═══ Material for this task

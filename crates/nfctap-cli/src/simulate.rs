//! Simulated radio for trying the CLI without a reader.

use crate::Commands;
use nfctap_core::{Tag, Technology};
use nfctap_hardware::AnyRadioDevice;
use nfctap_hardware::mock::{MockRadio, MockRadioHandle, MockTag};
use nfctap_ndef::text_record;
use std::time::Duration;
use tracing::{debug, warn};

/// Text stored on the demo tag.
pub const DEMO_TEXT: &str = "hello from nfctap";

/// Delay before the demo tag is "tapped".
const TAP_DELAY: Duration = Duration::from_millis(500);

pub fn radio() -> (AnyRadioDevice, MockRadioHandle) {
    let (radio, handle) = MockRadio::with_name("nfctap simulator".to_string());
    (AnyRadioDevice::Mock(radio), handle)
}

/// NTAG-style tag carrying [`DEMO_TEXT`].
pub fn demo_text_tag() -> nfctap_core::Result<MockTag> {
    let record = text_record(DEMO_TEXT)?;
    let tag = Tag::builder(vec![0x04, 0xA2, 0x3B, 0x1C, 0x55, 0x60, 0x80])
        .technology(Technology::NfcA)
        .ndef_message(vec![record])
        .type_name("NFC Forum Type 2")
        .atqa(vec![0x44, 0x00])
        .sak(0x00)
        .build();
    Ok(MockTag::new(tag))
}

/// Blank, writable NDEF tag.
pub fn demo_writable_tag() -> MockTag {
    let tag = Tag::builder(vec![0x04, 0x5A, 0x11, 0x22, 0x33, 0x44, 0x80])
        .technologies([Technology::NfcA, Technology::Ndef])
        .type_name("NFC Forum Type 2")
        .build();
    MockTag::new(tag)
}

/// MIFARE Classic 1K with factory keys.
pub fn demo_classic_tag() -> MockTag {
    MockTag::mifare_classic(vec![0x0A, 0x0B, 0x0C, 0x0D])
}

/// Present the tag `command` needs after a short delay.
pub fn present_demo_tag(handle: MockRadioHandle, command: &Commands) {
    let tag = match command {
        Commands::Read { .. } => match demo_text_tag() {
            Ok(tag) => tag,
            Err(e) => {
                warn!("Demo tag could not be built: {}", e);
                return;
            }
        },
        Commands::Write { .. } => demo_writable_tag(),
        Commands::RawWrite { .. } => demo_classic_tag(),
        Commands::Info => return,
    };

    tokio::spawn(async move {
        tokio::time::sleep(TAP_DELAY).await;
        debug!(uid = %tag.tag().uid_hex(), "Simulated tap");
        if let Err(e) = handle.present_tag(tag).await {
            warn!("Simulated tap failed: {}", e);
        }
    });
}
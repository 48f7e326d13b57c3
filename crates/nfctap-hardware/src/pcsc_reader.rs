//! PC/SC contactless reader backend.
//! Can be enabled by turning the `hardware-pcsc` feature on.
//!
//! Talks to ACR122U-class readers through the PC/SC part 3 pseudo-APDUs:
//!
//! | APDU | Purpose |
//! |------|---------|
//! | `FF CA 00 00 00` | Get UID |
//! | `FF 82 00 00 06 <key>` | Load key into slot 0 |
//! | `FF 86 00 00 05 01 00 <block> 60 00` | General authenticate, key A |
//! | `FF B0 00 <block> 10` | Read binary (16 bytes) |
//! | `FF D6 00 <block> <len> <data>` | Update binary |
//! | `FF 00 00 00 <len> D4 42 <frame>` | Direct transmit (InCommunicateThru) |
//!
//! The tag's technologies are derived from the ATR the reader synthesizes
//! for contactless cards.

use std::ffi::CString;
use std::time::Duration;

use pcsc::{Attribute, Card, Context, Disposition, MAX_BUFFER_SIZE, Protocols, Scope, ShareMode};
use tracing::{debug, info};

use crate::{HardwareError, ReaderInfo, Result, traits::RadioDevice};
use nfctap_core::constants::{
    BLOCK_SIZE, BLOCKS_PER_SECTOR, MIFARE_CMD_AUTH_A, MIFARE_CMD_READ, MIFARE_CMD_WRITE,
};
use nfctap_core::{Tag, Technology};
use nfctap_ndef::TlvScan;

/// How often the reader is polled for a card.
const POLL_INTERVAL: Duration = Duration::from_millis(250);

/// First user page of a Type 2 tag.
const TYPE2_FIRST_DATA_PAGE: u8 = 4;

/// Page holding the Type 2 capability container.
const TYPE2_CC_PAGE: u8 = 3;

/// NDEF magic number in the capability container.
const TYPE2_NDEF_MAGIC: u8 = 0xE1;

/// Bytes per Type 2 page.
const TYPE2_PAGE_SIZE: usize = 4;

/// Upper bound of pages scanned for the NDEF TLV.
const TYPE2_MAX_PAGES: u8 = 64;

/// Card family encoded in a PC/SC storage-card ATR.
#[derive(Debug, Clone, Copy, PartialEq, Eq)]
enum CardFamily {
    MifareClassic,
    MifareUltralight,
    IsoDep,
}

/// PC/SC contactless reader.
///
/// Card polling runs on the blocking thread pool. APDU exchanges with a
/// connected card run on the calling task and hold it for one reader round
/// trip each.
pub struct PcscRadio {
    ctx: Context,
    reader: CString,
    card: Option<Card>,
    family: Option<CardFamily>,
    tag: Option<Tag>,
}

impl std::fmt::Debug for PcscRadio {
    fn fmt(&self, f: &mut std::fmt::Formatter<'_>) -> std::fmt::Result {
        f.debug_struct("PcscRadio")
            .field("reader", &self.reader)
            .field("connected", &self.card.is_some())
            .field("family", &self.family)
            .finish()
    }
}

impl PcscRadio {
    /// Establishes a PC/SC context in user scope and picks the first reader.
    ///
    /// # Errors
    ///
    /// Returns an error if the PC/SC service is unavailable or no reader is
    /// attached.
    pub fn open() -> Result<Self> {
        let ctx = Context::establish(Scope::User)?;

        let mut buf = [0u8; 2048];
        let reader = ctx
            .list_readers(&mut buf)?
            .next()
            .ok_or_else(|| HardwareError::disconnected("no PC/SC reader found"))?
            .to_owned();

        debug!("Using reader: {}", reader.to_string_lossy());

        Ok(Self {
            ctx,
            reader,
            card: None,
            family: None,
            tag: None,
        })
    }

    fn card(&self) -> Result<&Card> {
        self.card.as_ref().ok_or(HardwareError::TagLost)
    }

    /// Transmits an APDU and strips a `90 00` status word.
    fn apdu(&self, tx: &[u8]) -> Result<Vec<u8>> {
        debug!("TX: {}", hex::encode(tx));

        let mut rx = [0u8; MAX_BUFFER_SIZE];
        let rx = self.card()?.transmit(tx, &mut rx)?;

        debug!("RX: {}", hex::encode(rx));

        match rx {
            [data @ .., 0x90, 0x00] => Ok(data.to_vec()),
            [.., sw1, sw2] => Err(HardwareError::communication(format!(
                "status word {sw1:02X}{sw2:02X}"
            ))),
            _ => Err(HardwareError::invalid_data(
                "response shorter than a status word",
            )),
        }
    }

    fn read_binary(&self, block: u8) -> Result<Vec<u8>> {
        self.apdu(&[0xFF, 0xB0, 0x00, block, BLOCK_SIZE as u8])
    }

    fn update_binary(&self, block: u8, data: &[u8]) -> Result<()> {
        let mut tx = vec![0xFF, 0xD6, 0x00, block, data.len() as u8];
        tx.extend_from_slice(data);
        self.apdu(&tx).map(|_| ())
    }

    fn authenticate_block(&self, block: u8, key: &[u8; 6]) -> Result<()> {
        let mut load = vec![0xFF, 0x82, 0x00, 0x00, 0x06];
        load.extend_from_slice(key);
        self.apdu(&load)?;

        self.apdu(&[0xFF, 0x86, 0x00, 0x00, 0x05, 0x01, 0x00, block, 0x60, 0x00])
            .map(|_| ())
            .map_err(|_| HardwareError::authentication_failed(block / BLOCKS_PER_SECTOR))
    }

    /// InCommunicateThru for frames without a pseudo-APDU equivalent.
    fn direct_transmit(&self, frame: &[u8]) -> Result<Vec<u8>> {
        let len = u8::try_from(frame.len() + 2)
            .map_err(|_| HardwareError::invalid_data("frame too long for direct transmit"))?;
        let mut tx = vec![0xFF, 0x00, 0x00, 0x00, len, 0xD4, 0x42];
        tx.extend_from_slice(frame);

        match self.apdu(&tx)?.as_slice() {
            [0xD5, 0x43, 0x00, data @ ..] => Ok(data.to_vec()),
            [0xD5, 0x43, status, ..] => Err(HardwareError::communication(format!(
                "tag returned error {status:02X}"
            ))),
            _ => Err(HardwareError::invalid_data(
                "unexpected direct transmit response",
            )),
        }
    }

    /// Builds the tag snapshot for the connected card.
    fn snapshot(&self) -> Result<(Tag, CardFamily)> {
        let uid = self.apdu(&[0xFF, 0xCA, 0x00, 0x00, 0x00])?;
        let atr = self.card()?.get_attribute_owned(Attribute::AtrString)?;
        let family = card_family(&atr);

        let mut builder = Tag::builder(uid).technology(Technology::NfcA);
        builder = match family {
            CardFamily::MifareClassic => builder
                .technology(Technology::MifareClassic)
                .sak(0x08)
                .type_name("MIFARE Classic"),
            CardFamily::MifareUltralight => builder
                .technology(Technology::MifareUltralight)
                .sak(0x00)
                .type_name("NFC Forum Type 2"),
            CardFamily::IsoDep => builder
                .technology(Technology::IsoDep)
                .historical_bytes(historical_bytes(&atr))
                .type_name("ISO 14443-4"),
        };

        if family == CardFamily::MifareUltralight
            && let Some(records) = self.read_type2_ndef()?
        {
            builder = builder.ndef_message(records);
        }

        Ok((builder.build(), family))
    }

    /// Reads the NDEF message from Type 2 memory, if formatted.
    fn read_type2_ndef(&self) -> Result<Option<Vec<nfctap_core::NdefRecord>>> {
        let cc = self.read_binary(TYPE2_CC_PAGE)?;
        let &[magic, _, size, ..] = cc.as_slice() else {
            return Err(HardwareError::invalid_data("short capability container"));
        };
        if magic != TYPE2_NDEF_MAGIC {
            return Ok(None);
        }

        let scan = scan_type2_memory(type2_data_area(size), |page| self.read_binary(page))?;
        match scan {
            TlvScan::Found(message) if message.is_empty() => Ok(Some(Vec::new())),
            TlvScan::Found(message) => nfctap_ndef::decode_message(&message)
                .map(Some)
                .map_err(|e| HardwareError::invalid_data(e.to_string())),
            TlvScan::Terminated | TlvScan::Exhausted => Ok(None),
            TlvScan::Truncated { tag } => Err(HardwareError::invalid_data(format!(
                "TLV {tag:#04x} runs past the data area"
            ))),
        }
    }
}

impl RadioDevice for PcscRadio {
    async fn is_supported(&self) -> Result<bool> {
        Ok(true)
    }

    async fn is_enabled(&self) -> Result<bool> {
        Ok(self.ctx.is_valid().is_ok())
    }

    async fn request_technology(&mut self, technologies: &[Technology]) -> Result<Technology> {
        if self.card.is_some() {
            return Err(HardwareError::Busy);
        }

        debug!("Waiting for a card");

        loop {
            let ctx = self.ctx.clone();
            let reader = self.reader.clone();
            let connected = tokio::task::spawn_blocking(move || {
                ctx.connect(&reader, ShareMode::Shared, Protocols::ANY)
            })
            .await
            .map_err(|e| HardwareError::communication(format!("connect task failed: {e}")))?;

            match connected {
                Ok(card) => {
                    self.card = Some(card);
                    let (tag, family) = match self.snapshot() {
                        Ok(snapshot) => snapshot,
                        Err(e) => {
                            debug!("Could not identify card: {}", e);
                            self.cancel_technology_request();
                            tokio::time::sleep(POLL_INTERVAL).await;
                            continue;
                        }
                    };

                    if let Some(tech) = technologies.iter().find(|t| tag.has_technology(t)) {
                        info!("Connected to card {} via {}", tag.uid_hex(), tech);
                        let tech = tech.clone();
                        self.family = Some(family);
                        self.tag = Some(tag);
                        return Ok(tech);
                    }

                    debug!(
                        "Ignoring card {} without a requested technology",
                        tag.uid_hex()
                    );
                    self.cancel_technology_request();
                    tokio::time::sleep(POLL_INTERVAL).await;
                }
                Err(pcsc::Error::NoSmartcard) | Err(pcsc::Error::RemovedCard) => {
                    tokio::time::sleep(POLL_INTERVAL).await;
                }
                Err(e) => return Err(HardwareError::Pcsc(e)),
            }
        }
    }

    fn cancel_technology_request(&mut self) {
        if let Some(card) = self.card.take()
            && let Err((_, e)) = card.disconnect(Disposition::LeaveCard)
        {
            debug!("Error disconnecting card: {}", e);
        }
        self.family = None;
        self.tag = None;
    }

    async fn tag(&self) -> Result<Tag> {
        self.tag.clone().ok_or(HardwareError::TagLost)
    }

    async fn transceive(&mut self, frame: &[u8]) -> Result<Vec<u8>> {
        match frame {
            [MIFARE_CMD_READ, block] => self.read_binary(*block),
            [MIFARE_CMD_AUTH_A, block, key @ ..] => {
                let key: &[u8; 6] = key
                    .try_into()
                    .map_err(|_| HardwareError::invalid_data("AUTH frame needs a 6-byte key"))?;
                self.authenticate_block(*block, key).map(|_| Vec::new())
            }
            [MIFARE_CMD_WRITE, block, data @ ..] => {
                self.update_binary(*block, data).map(|_| Vec::new())
            }
            _ => self.direct_transmit(frame),
        }
    }

    async fn write_ndef_message(&mut self, message: &[u8]) -> Result<()> {
        if self.family != Some(CardFamily::MifareUltralight) {
            return Err(HardwareError::unsupported("NDEF write on a non Type 2 tag"));
        }

        let tlv = nfctap_ndef::wrap_tlv(message)
            .map_err(|e| HardwareError::invalid_data(e.to_string()))?;
        for (index, chunk) in tlv.chunks(TYPE2_PAGE_SIZE).enumerate() {
            let page = u8::try_from(index)
                .ok()
                .and_then(|i| i.checked_add(TYPE2_FIRST_DATA_PAGE))
                .filter(|p| *p < TYPE2_MAX_PAGES)
                .ok_or_else(|| HardwareError::capacity_exceeded(tlv.len(), 0))?;
            let mut data = [0u8; TYPE2_PAGE_SIZE];
            data[..chunk.len()].copy_from_slice(chunk);
            self.update_binary(page, &data)?;
        }
        Ok(())
    }

    async fn authenticate_sector(&mut self, sector: u8, key: &[u8; 6]) -> Result<()> {
        self.authenticate_block(sector * BLOCKS_PER_SECTOR, key)
    }

    async fn read_block(&mut self, block: u8) -> Result<Vec<u8>> {
        self.read_binary(block)
    }

    async fn get_reader_info(&self) -> Result<ReaderInfo> {
        Ok(ReaderInfo::new(
            self.reader.to_string_lossy(),
            vec!["ISO14443A".to_string(), "ISO14443B".to_string()],
        ))
    }
}

/// Data area declared by a Type 2 capability container, capped to the
/// pages this reader scans.
fn type2_data_area(cc_size: u8) -> usize {
    let scanned = usize::from(TYPE2_MAX_PAGES - TYPE2_FIRST_DATA_PAGE) * TYPE2_PAGE_SIZE;
    (usize::from(cc_size) * 8).min(scanned)
}

/// Reads Type 2 data pages until the TLV area is settled.
///
/// Stops at the terminator TLV or once `data_area` bytes are in. NULL
/// padding keeps the scan going.
fn scan_type2_memory(
    data_area: usize,
    mut read_pages: impl FnMut(u8) -> Result<Vec<u8>>,
) -> Result<TlvScan> {
    let mut memory = Vec::with_capacity(data_area);
    let mut page = TYPE2_FIRST_DATA_PAGE;
    loop {
        let scan = nfctap_ndef::scan_tlv(&memory);
        if !scan.needs_more() || memory.len() >= data_area {
            return Ok(scan);
        }

        // READ BINARY returns four pages
        let chunk = read_pages(page)?;
        if chunk.is_empty() {
            return Err(HardwareError::invalid_data("empty read of Type 2 memory"));
        }
        memory.extend_from_slice(&chunk);
        memory.truncate(data_area);
        page += (BLOCK_SIZE / TYPE2_PAGE_SIZE) as u8;
    }
}

/// Card family from a PC/SC ATR.
///
/// Storage cards carry the registered application provider `A0 00 00 03 06`
/// followed by the standard byte and a two-byte card name.
fn card_family(atr: &[u8]) -> CardFamily {
    const RID: [u8; 5] = [0xA0, 0x00, 0x00, 0x03, 0x06];

    match atr.windows(RID.len()).position(|w| w == RID) {
        Some(pos) => match atr.get(pos + 6..pos + 8) {
            Some([0x00, 0x01]) | Some([0x00, 0x02]) | Some([0x00, 0x26]) => {
                CardFamily::MifareClassic
            }
            Some([0x00, 0x03]) | Some([0xF0, 0x04]) => CardFamily::MifareUltralight,
            _ => CardFamily::IsoDep,
        },
        None => CardFamily::IsoDep,
    }
}

/// Historical bytes of an ATR (the `K` bytes before TCK).
fn historical_bytes(atr: &[u8]) -> Vec<u8> {
    let Some(t0) = atr.get(1) else {
        return Vec::new();
    };
    let count = (t0 & 0x0F) as usize;
    let end = atr.len().saturating_sub(1);
    atr.get(end.saturating_sub(count)..end)
        .map(<[u8]>::to_vec)
        .unwrap_or_default()
}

══════

Give back the records above exactly, limited to the lines between the one holding "pub fn demo_writable_tag()" and the one holding "into slot 0 |", inclusive.

• Output for this task:
pub fn demo_writable_tag() -> MockTag {
    let tag = Tag::builder(vec![0x04, 0x5A, 0x11, 0x22, 0x33, 0x44, 0x80])
        .technologies([Technology::NfcA, Technology::Ndef])
        .type_name("NFC Forum Type 2")
        .build();
    MockTag::new(tag)
}

/// MIFARE Classic 1K with factory keys.
pub fn demo_classic_tag() -> MockTag {
    MockTag::mifare_classic(vec![0x0A, 0x0B, 0x0C, 0x0D])
}

/// Present the tag `command` needs after a short delay.
pub fn present_demo_tag(handle: MockRadioHandle, command: &Commands) {
    let tag = match command {
        Commands::Read { .. } => match demo_text_tag() {
            Ok(tag) => tag,
            Err(e) => {
                warn!("Demo tag could not be built: {}", e);
                return;
            }
        },
        Commands::Write { .. } => demo_writable_tag(),
        Commands::RawWrite { .. } => demo_classic_tag(),
        Commands::Info => return,
    };

    tokio::spawn(async move {
        tokio::time::sleep(TAP_DELAY).await;
        debug!(uid = %tag.tag().uid_hex(), "Simulated tap");
        if let Err(e) = handle.present_tag(tag).await {
            warn!("Simulated tap failed: {}", e);
        }
    });
}
repository 48f7e326d13b57c3
filename crates/nfctap-hardware/src/pcsc_reader.rs
//! PC/SC contactless reader backend.
//! Can be enabled by turning the `hardware-pcsc` feature on.
//!
//! Talks to ACR122U-class readers through the PC/SC part 3 pseudo-APDUs:
//!
//! | APDU | Purpose |
//! |------|---------|
//! | `FF CA 00 00 00` | Get UID |
//! | `FF 82 00 00 06 <key>` | Load key into slot 0 |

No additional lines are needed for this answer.